INSTRUCTIONS FOR THE TASK: Search the records that follow and extract every line containing the string "CircularBuffer".

WORKING DATA:

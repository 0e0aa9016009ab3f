// SPDX-License-Identifier: MPL-2.0
use std::fmt;

#[derive(Debug, Clone)]
pub enum Error {
    /// An attempt to set the image load status to an unrecognized value.
    /// This is a programmer error and is surfaced immediately.
    InvalidState(String),
    Load(LoadError),
    Config(String),
}

/// Specific error types for source-loading failures.
/// These are expected outcomes that feed the component's error state.
#[derive(Debug, Clone, PartialEq)]
pub enum LoadError {
    /// The source string was empty.
    EmptySource,

    /// Filesystem read failed (missing file, permission denied, etc.)
    Io(String),

    /// HTTP fetch failed or the server replied with an error status.
    Fetch(String),

    /// The bytes could not be decoded as a supported image format.
    Decode(String),
}

impl fmt::Display for LoadError {
    fn fmt(&self, f: &mut fmt::Formatter<'_>) -> fmt::Result {
        match self {
            LoadError::EmptySource => write!(f, "Empty image source"),
            LoadError::Io(msg) => write!(f, "I/O error: {}", msg),
            LoadError::Fetch(msg) => write!(f, "Fetch error: {}", msg),
            LoadError::Decode(msg) => write!(f, "Decode error: {}", msg),
        }
    }
}

impl fmt::Display for Error {
    fn fmt(&self, f: &mut fmt::Formatter<'_>) -> fmt::Result {
        match self {
            Error::InvalidState(value) => {
                write!(f, "Invalid image state: {:?}", value)
            }
            Error::Load(e) => write!(f, "Load Error: {}", e),
            Error::Config(e) => write!(f, "Config Error: {}", e),
        }
    }
}

impl From<LoadError> for Error {
    fn from(err: LoadError) -> Self {
        Error::Load(err)
    }
}

impl From<std::io::Error> for Error {
    fn from(err: std::io::Error) -> Self {
        Error::Load(LoadError::Io(err.to_string()))
    }
}

impl From<image_rs::ImageError> for Error {
    fn from(err: image_rs::ImageError) -> Self {
        Error::Load(LoadError::Decode(err.to_string()))
    }
}

impl From<reqwest::Error> for Error {
    fn from(err: reqwest::Error) -> Self {
        Error::Load(LoadError::Fetch(err.to_string()))
    }
}

impl From<toml::de::Error> for Error {
    fn from(err: toml::de::Error) -> Self {
        Error::Config(err.to_string())
    }
}

impl From<toml::ser::Error> for Error {
    fn from(err: toml::ser::Error) -> Self {
        Error::Config(err.to_string())
    }
}

pub type Result<T> = std::result::Result<T, Error>;

#[cfg(test)]
mod tests {
    use super::*;

    #[test]
    fn display_formats_invalid_state() {
        let err = Error::InvalidState("poo".to_string());
        assert_eq!(format!("{}", err), "Invalid image state: \"poo\"");
    }

    #[test]
    fn from_io_error_produces_load_io_variant() {
        let io_error = std::io::Error::other("boom");
        let err: Error = io_error.into();
        match err {
            Error::Load(LoadError::Io(message)) => assert!(message.contains("boom")),
            _ => panic!("expected Load(Io) variant"),
        }
    }

    #[test]
    fn from_load_error_wraps_variant() {
        let err: Error = LoadError::EmptySource.into();
        assert!(matches!(err, Error::Load(LoadError::EmptySource)));
    }

    #[test]
    fn config_error_formats_properly() {
        let err = Error::Config("bad field".into());
        assert_eq!(format!("{}", err), "Config Error: bad field");
    }

    #[test]
    fn load_error_display_variants() {
        assert_eq!(format!("{}", LoadError::EmptySource), "Empty image source");
        assert!(format!("{}", LoadError::Fetch("404".into())).contains("404"));
        assert!(format!("{}", LoadError::Decode("bad magic".into())).contains("bad magic"));
    }
}
// SPDX-License-Identifier: MPL-2.0
//! Bounded ring storage for diagnostic events.
//!
//! The buffer holds a fixed number of entries and silently evicts the
//! oldest ones once full, so long-running carousels never grow their
//! diagnostics memory.

use std::collections::VecDeque;

/// Validated capacity for the diagnostics buffer.
///
/// Values are clamped into `[MIN, MAX]` so a misconfigured embedder can
/// never allocate an unbounded buffer or a useless zero-length one.
#[derive(Debug, Clone, Copy, PartialEq, Eq)]
pub struct BufferCapacity(usize);

impl BufferCapacity {
    /// Smallest accepted capacity.
    pub const MIN: usize = 16;
    /// Largest accepted capacity.
    pub const MAX: usize = 10_000;
    /// Capacity used when none is configured.
    pub const DEFAULT: usize = 256;

    /// Creates a capacity, clamping out-of-range values.
    #[must_use]
    pub fn new(value: usize) -> Self {
        Self(value.clamp(Self::MIN, Self::MAX))
    }

    /// Returns the validated capacity value.
    #[must_use]
    pub fn value(self) -> usize {
        self.0
    }
}

impl Default for BufferCapacity {
    fn default() -> Self {
        Self(Self::DEFAULT)
    }
}

/// Fixed-capacity ring of entries, oldest first.
///
/// ```
/// use iced_carousel::diagnostics::{BufferCapacity, CircularBuffer};
///
/// let mut buffer: CircularBuffer<i32> = CircularBuffer::new(BufferCapacity::default());
/// buffer.push(1);
/// buffer.push(2);
///
/// assert_eq!(buffer.iter().copied().collect::<Vec<_>>(), vec![1, 2]);
/// ```
#[derive(Debug, Clone)]
pub struct CircularBuffer<T> {
    entries: VecDeque<T>,
    capacity: usize,
}

impl<T> CircularBuffer<T> {
    /// Creates an empty buffer holding at most `capacity` entries.
    #[must_use]
    pub fn new(capacity: BufferCapacity) -> Self {
        Self {
            entries: VecDeque::with_capacity(capacity.value()),
            capacity: capacity.value(),
        }
    }

    /// Appends an entry, evicting the oldest one once full.
    pub fn push(&mut self, entry: T) {
        while self.entries.len() >= self.capacity {
            self.entries.pop_front();
        }
        self.entries.push_back(entry);
    }

    /// Visits stored entries from oldest to newest.
    pub fn iter(&self) -> impl Iterator<Item = &T> {
        self.entries.iter()
    }

    /// Number of entries currently stored.
    #[must_use]
    pub fn len(&self) -> usize {
        self.entries.len()
    }

    /// True when nothing is stored.
    #[must_use]
    pub fn is_empty(&self) -> bool {
        self.entries.is_empty()
    }

    /// Upper bound on stored entries.
    #[must_use]
    pub fn capacity(&self) -> usize {
        self.capacity
    }

    /// Drops every stored entry, keeping the capacity.
    pub fn clear(&mut self) {
        self.entries.clear();
    }
}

EXPECTED ANSWER:
/// use iced_carousel::diagnostics::{BufferCapacity, CircularBuffer};
/// let mut buffer: CircularBuffer<i32> = CircularBuffer::new(BufferCapacity::default());
pub struct CircularBuffer<T> {
impl<T> CircularBuffer<T> {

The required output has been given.